The children were on a field trip when their bus was struck at the Dahyan market in the Houthi stronghold of Sa’ada, the first stop of the day; 50 were killed and 77 injured, according to the Health Ministry.
Most of the children were inside the bus when the airstrike hit, Yahya al-Hadi, a local medic, said.
The International Committee for the Red Cross said a hospital it supports in Sa’ada had received 29 bodies of "mainly children" younger than 15, and 40 injured, including 30 children.
"(The hospital) is very busy. They've been receiving wounded and dead since the morning and it is nonstop ," Red Cross head of communications and spokesperson Mirella Hodeib said.
"Putting children in harm's way is horrific and deplorable and making them pay such a price is unacceptable," she said.

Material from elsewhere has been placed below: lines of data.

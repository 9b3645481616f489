//! GPU fragment-effect rendering for still images and looping video.
//!
//! The renderer shows one source texture through one fragment shader and
//! provisions GPU resources from the shader's identity alone: the fragment
//! file's stem is looked up in the [effect catalog](catalog), which names the
//! vertex stage, the auxiliary resources (a live kernel uniform, a seed
//! uniform block, or a per-instance seed buffer), and the seed count. Shader
//! parameters are routed by name through a [`UniformStore`] reflected from
//! the fragment's `std140` parameter block, so effects declare only what
//! they read and the host can offer the full parameter set to all of them.
//!
//! Video sources run through the same path as images; the only difference is
//! a [`FrameLoop`] uploading decoded frames into the source texture every
//! render tick, reopening the stream endlessly on exhaustion.

mod catalog;
mod compile;
mod gpu;
mod params;
mod player;
mod texture;
mod types;
mod window;

pub use catalog::{
    descriptor_for, lookup, EffectDescriptor, ResourceKind, VertexStage, INSTANCED_SEED_COUNT,
    UNIFORM_BLOCK_SEED_COUNT,
};
pub use gpu::provision::{plan, ProvisionPlan, SeedSet};
pub use gpu::uniforms::{UniformField, UniformStore};
pub use params::{clamp_kernel, KernelController, MAX_KERNEL_SIZE, MIN_KERNEL_SIZE};
pub use player::{FrameLoop, FrameSource, MediaSource, VideoFile};
pub use texture::{probe_dimensions, probe_image, ProbedImage, TextureMetadata};
pub use types::{ViewerConfig, ViewerSource};

use anyhow::Result;

/// Opens a window and runs the viewer until it is closed.
pub fn run_windowed(config: ViewerConfig) -> Result<()> {
    window::run(config)
}
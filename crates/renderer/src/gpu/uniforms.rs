//! The reflected parameter block shared by every effect.
//!
//! Effects declare only the parameters they actually read, so pushes are
//! routed by name against the layout reflected from the fragment shader. A
//! push for a name the shader never declared is reported and dropped, which
//! lets the renderer feed every effect the full parameter set without
//! tailoring the host code per shader.

/// One member of the reflected uniform block.
#[derive(Clone, Debug, PartialEq, Eq)]
pub struct UniformField {
    pub name: String,
    /// Byte offset inside the block, per the shader's std140 layout.
    pub offset: u32,
    pub size: u32,
}

/// CPU-side image of the effect's uniform block plus its reflected layout.
///
/// Pushes mutate the local image; [`UniformStore::flush`] uploads it in one
/// write when anything changed since the last flush.
pub struct UniformStore {
    fields: Vec<UniformField>,
    data: Vec<u8>,
    dirty: bool,
}

/// Uniform buffers cannot be empty; shaders with no parameter block still
/// get a small zeroed allocation behind binding 0.
const MIN_BLOCK_SIZE: usize = 16;

impl UniformStore {
    pub fn new(fields: Vec<UniformField>, block_size: u32) -> Self {
        let len = (block_size as usize).max(MIN_BLOCK_SIZE);
        Self {
            fields,
            data: vec![0u8; len],
            dirty: true,
        }
    }

    /// Size of the backing buffer in bytes.
    pub fn buffer_len(&self) -> u64 {
        self.data.len() as u64
    }

    pub fn push_f32(&mut self, name: &str, value: f32) -> bool {
        self.push_bytes(name, &value.to_ne_bytes())
    }

    pub fn push_i32(&mut self, name: &str, value: i32) -> bool {
        self.push_bytes(name, &value.to_ne_bytes())
    }

    fn push_bytes(&mut self, name: &str, bytes: &[u8]) -> bool {
        let Some(field) = self.fields.iter().find(|field| field.name == name) else {
            tracing::info!(name, "uniform is not declared by the active effect");
            return false;
        };
        if (field.size as usize) < bytes.len() {
            tracing::warn!(
                name,
                declared = field.size,
                pushed = bytes.len(),
                "uniform push does not fit the declared member; dropped"
            );
            return false;
        }
        let start = field.offset as usize;
        self.data[start..start + bytes.len()].copy_from_slice(bytes);
        self.dirty = true;
        true
    }

    pub fn read_f32(&self, name: &str) -> Option<f32> {
        self.read_bytes(name).map(f32::from_ne_bytes)
    }

    pub fn read_i32(&self, name: &str) -> Option<i32> {
        self.read_bytes(name).map(i32::from_ne_bytes)
    }

    fn read_bytes(&self, name: &str) -> Option<[u8; 4]> {
        let field = self.fields.iter().find(|field| field.name == name)?;
        let start = field.offset as usize;
        self.data[start..start + 4].try_into().ok()
    }

    /// Uploads the block image if any push landed since the last flush.
    pub fn flush(&mut self, queue: &wgpu::Queue, buffer: &wgpu::Buffer) {
        if !self.dirty {
            return;
        }
        queue.write_buffer(buffer, 0, &self.data);
        self.dirty = false;
    }
}

#[cfg(test)]
mod tests {
    use super::*;

    fn store() -> UniformStore {
        UniformStore::new(
            vec![
                UniformField {
                    name: "inv_tex_width".into(),
                    offset: 0,
                    size: 4,
                },
                UniformField {
                    name: "inv_tex_height".into(),
                    offset: 4,
                    size: 4,
                },
                UniformField {
                    name: "kernel_size".into(),
                    offset: 8,
                    size: 4,
                },
            ],
            12,
        )
    }

    #[test]
    fn pushes_land_at_reflected_offsets() {
        let mut store = store();
        assert!(store.push_f32("inv_tex_width", 0.25));
        assert!(store.push_i32("kernel_size", 7));
        assert_eq!(store.read_f32("inv_tex_width"), Some(0.25));
        assert_eq!(store.read_i32("kernel_size"), Some(7));
    }

    #[test]
    fn undeclared_names_are_dropped_not_fatal() {
        let mut store = store();
        assert!(!store.push_f32("tex_size", 42.0));
        assert_eq!(store.read_f32("tex_size"), None);
    }

    #[test]
    fn empty_layouts_still_back_a_minimum_allocation() {
        let store = UniformStore::new(Vec::new(), 0);
        assert_eq!(store.buffer_len(), 16);
    }
}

"We need blood," said Jameel al-Fareh, an emergency room doctor at Sa’ada's Al-Jumhuri hospital, calling on local people to donate blood to treat the wounded.
Ahmed al-Mansouri, the hospital's director, condemned what he called the "massacre of children".
UN Secretary General Antonio Guterres condemned the airstrike, calling for an independent investigation into the case.
"The secretary general condemns the airstrike today by the coalition forces in Sa’ada, which hit a busy market area in Majz district and impacted a bus carrying children from a summer camp," Farhan Haq, the UN chief's deputy spokesman, said in a statement.
He added that Guterres has urged an “independent and prompt” probe into the air raid.
The Saudi-led coalition, in a defiant statement, described the attack as a “legitimate action” to target missile launchers used by Houthi fighters to target the southern Saudi city of Jizan.
The military alliance said on Friday it will investigate the deadly.
On August 2, attacks on a hospital and a fish market in the strategic Houthi-held port city of Hodeida killed at least 55 civilians and wounded 170, according to the ICRC.
Aid agency CARE International noted that Thursday's strike came a week after the Hodeida bombardment.
"This latest air strike, only a week after the attacks on Hodeida city, demonstrates a continued disregard for human life and suffering," said Johan Mooij, the agency's country director in Yemen.
"It is beyond cruel; innocent children's lives have been lost."